# ASSIGNED TASK:
Only the lines below starting at the one containing "assert!(med.abs() < 1e-9);" and ending at the one containing "let informative: Vec<f64>" belong in the answer, each copied exactly.

[Excerpts from a dataset]

++++++++

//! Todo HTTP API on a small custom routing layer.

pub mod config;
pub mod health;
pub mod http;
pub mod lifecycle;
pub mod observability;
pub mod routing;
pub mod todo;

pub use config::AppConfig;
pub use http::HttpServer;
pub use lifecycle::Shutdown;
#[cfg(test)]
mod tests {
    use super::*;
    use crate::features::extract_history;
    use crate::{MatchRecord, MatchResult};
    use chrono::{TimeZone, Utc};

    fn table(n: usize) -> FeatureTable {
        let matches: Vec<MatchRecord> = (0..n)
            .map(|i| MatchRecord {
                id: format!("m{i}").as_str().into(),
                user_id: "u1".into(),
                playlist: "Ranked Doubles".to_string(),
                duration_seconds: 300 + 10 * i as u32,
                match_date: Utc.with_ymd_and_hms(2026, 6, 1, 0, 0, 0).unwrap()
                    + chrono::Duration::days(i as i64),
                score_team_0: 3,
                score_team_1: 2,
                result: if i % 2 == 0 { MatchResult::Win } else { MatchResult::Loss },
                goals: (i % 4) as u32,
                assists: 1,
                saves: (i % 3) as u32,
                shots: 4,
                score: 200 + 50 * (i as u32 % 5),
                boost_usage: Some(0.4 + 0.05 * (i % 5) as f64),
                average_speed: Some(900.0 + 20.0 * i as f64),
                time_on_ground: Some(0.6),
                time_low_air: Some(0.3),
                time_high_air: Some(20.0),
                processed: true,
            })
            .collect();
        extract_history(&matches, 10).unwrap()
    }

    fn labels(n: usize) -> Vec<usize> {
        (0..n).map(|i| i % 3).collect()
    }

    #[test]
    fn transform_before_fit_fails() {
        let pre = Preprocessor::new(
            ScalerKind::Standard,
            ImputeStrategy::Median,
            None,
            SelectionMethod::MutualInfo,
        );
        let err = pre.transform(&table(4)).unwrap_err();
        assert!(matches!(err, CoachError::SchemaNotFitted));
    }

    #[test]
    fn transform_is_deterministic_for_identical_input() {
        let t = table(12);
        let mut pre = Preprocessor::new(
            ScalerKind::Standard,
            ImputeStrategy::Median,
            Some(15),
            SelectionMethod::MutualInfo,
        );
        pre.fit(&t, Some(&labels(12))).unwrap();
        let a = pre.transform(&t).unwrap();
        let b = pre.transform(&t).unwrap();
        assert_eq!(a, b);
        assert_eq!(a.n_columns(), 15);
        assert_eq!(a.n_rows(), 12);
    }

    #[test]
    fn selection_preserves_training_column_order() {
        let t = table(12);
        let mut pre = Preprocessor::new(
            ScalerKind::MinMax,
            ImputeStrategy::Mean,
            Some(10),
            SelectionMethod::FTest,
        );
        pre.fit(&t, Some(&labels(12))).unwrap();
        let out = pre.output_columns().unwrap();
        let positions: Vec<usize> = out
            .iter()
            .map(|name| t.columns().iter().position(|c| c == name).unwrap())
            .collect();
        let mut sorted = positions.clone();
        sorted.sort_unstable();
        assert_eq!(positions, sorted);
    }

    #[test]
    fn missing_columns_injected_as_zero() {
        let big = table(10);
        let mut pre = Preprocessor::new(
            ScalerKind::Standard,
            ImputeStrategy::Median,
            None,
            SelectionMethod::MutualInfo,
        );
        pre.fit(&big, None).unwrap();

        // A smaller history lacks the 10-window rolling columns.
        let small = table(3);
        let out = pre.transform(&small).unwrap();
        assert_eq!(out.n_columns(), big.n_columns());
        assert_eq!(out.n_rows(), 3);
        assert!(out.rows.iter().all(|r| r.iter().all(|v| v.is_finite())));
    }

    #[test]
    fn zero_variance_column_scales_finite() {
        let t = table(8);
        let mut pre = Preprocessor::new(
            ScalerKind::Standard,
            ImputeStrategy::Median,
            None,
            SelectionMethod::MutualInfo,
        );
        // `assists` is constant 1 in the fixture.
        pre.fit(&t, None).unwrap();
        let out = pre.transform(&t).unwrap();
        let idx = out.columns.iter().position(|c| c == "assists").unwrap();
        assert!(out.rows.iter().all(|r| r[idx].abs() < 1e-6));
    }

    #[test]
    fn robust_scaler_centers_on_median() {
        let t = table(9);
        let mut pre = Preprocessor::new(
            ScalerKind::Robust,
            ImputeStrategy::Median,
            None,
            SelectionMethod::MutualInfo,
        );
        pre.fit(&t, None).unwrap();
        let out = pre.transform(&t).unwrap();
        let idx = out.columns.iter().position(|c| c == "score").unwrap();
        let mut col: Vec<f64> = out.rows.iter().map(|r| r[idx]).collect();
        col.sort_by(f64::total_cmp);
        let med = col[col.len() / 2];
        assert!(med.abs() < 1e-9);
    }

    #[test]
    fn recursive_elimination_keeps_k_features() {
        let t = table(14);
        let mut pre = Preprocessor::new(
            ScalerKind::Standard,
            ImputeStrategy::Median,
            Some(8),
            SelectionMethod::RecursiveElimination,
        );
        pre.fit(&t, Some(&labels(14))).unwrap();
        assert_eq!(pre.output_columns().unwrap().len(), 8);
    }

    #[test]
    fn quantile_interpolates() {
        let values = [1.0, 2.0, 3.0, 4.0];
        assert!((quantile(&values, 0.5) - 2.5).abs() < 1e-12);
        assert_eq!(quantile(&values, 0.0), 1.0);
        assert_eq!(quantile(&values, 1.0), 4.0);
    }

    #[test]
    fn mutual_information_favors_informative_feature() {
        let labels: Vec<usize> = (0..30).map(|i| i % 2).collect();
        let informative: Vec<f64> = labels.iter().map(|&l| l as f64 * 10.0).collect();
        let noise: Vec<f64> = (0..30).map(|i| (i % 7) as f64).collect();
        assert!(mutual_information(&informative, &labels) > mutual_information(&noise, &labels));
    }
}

++++++++

# YOUR RESPONSE:
        assert!(med.abs() < 1e-9);
    }

    #[test]
    fn recursive_elimination_keeps_k_features() {
        let t = table(14);
        let mut pre = Preprocessor::new(
            ScalerKind::Standard,
            ImputeStrategy::Median,
            Some(8),
            SelectionMethod::RecursiveElimination,
        );
        pre.fit(&t, Some(&labels(14))).unwrap();
        assert_eq!(pre.output_columns().unwrap().len(), 8);
    }

    #[test]
    fn quantile_interpolates() {
        let values = [1.0, 2.0, 3.0, 4.0];
        assert!((quantile(&values, 0.5) - 2.5).abs() < 1e-12);
        assert_eq!(quantile(&values, 0.0), 1.0);
        assert_eq!(quantile(&values, 1.0), 4.0);
    }

    #[test]
    fn mutual_information_favors_informative_feature() {
        let labels: Vec<usize> = (0..30).map(|i| i % 2).collect();
        let informative: Vec<f64> = labels.iter().map(|&l| l as f64 * 10.0).collect();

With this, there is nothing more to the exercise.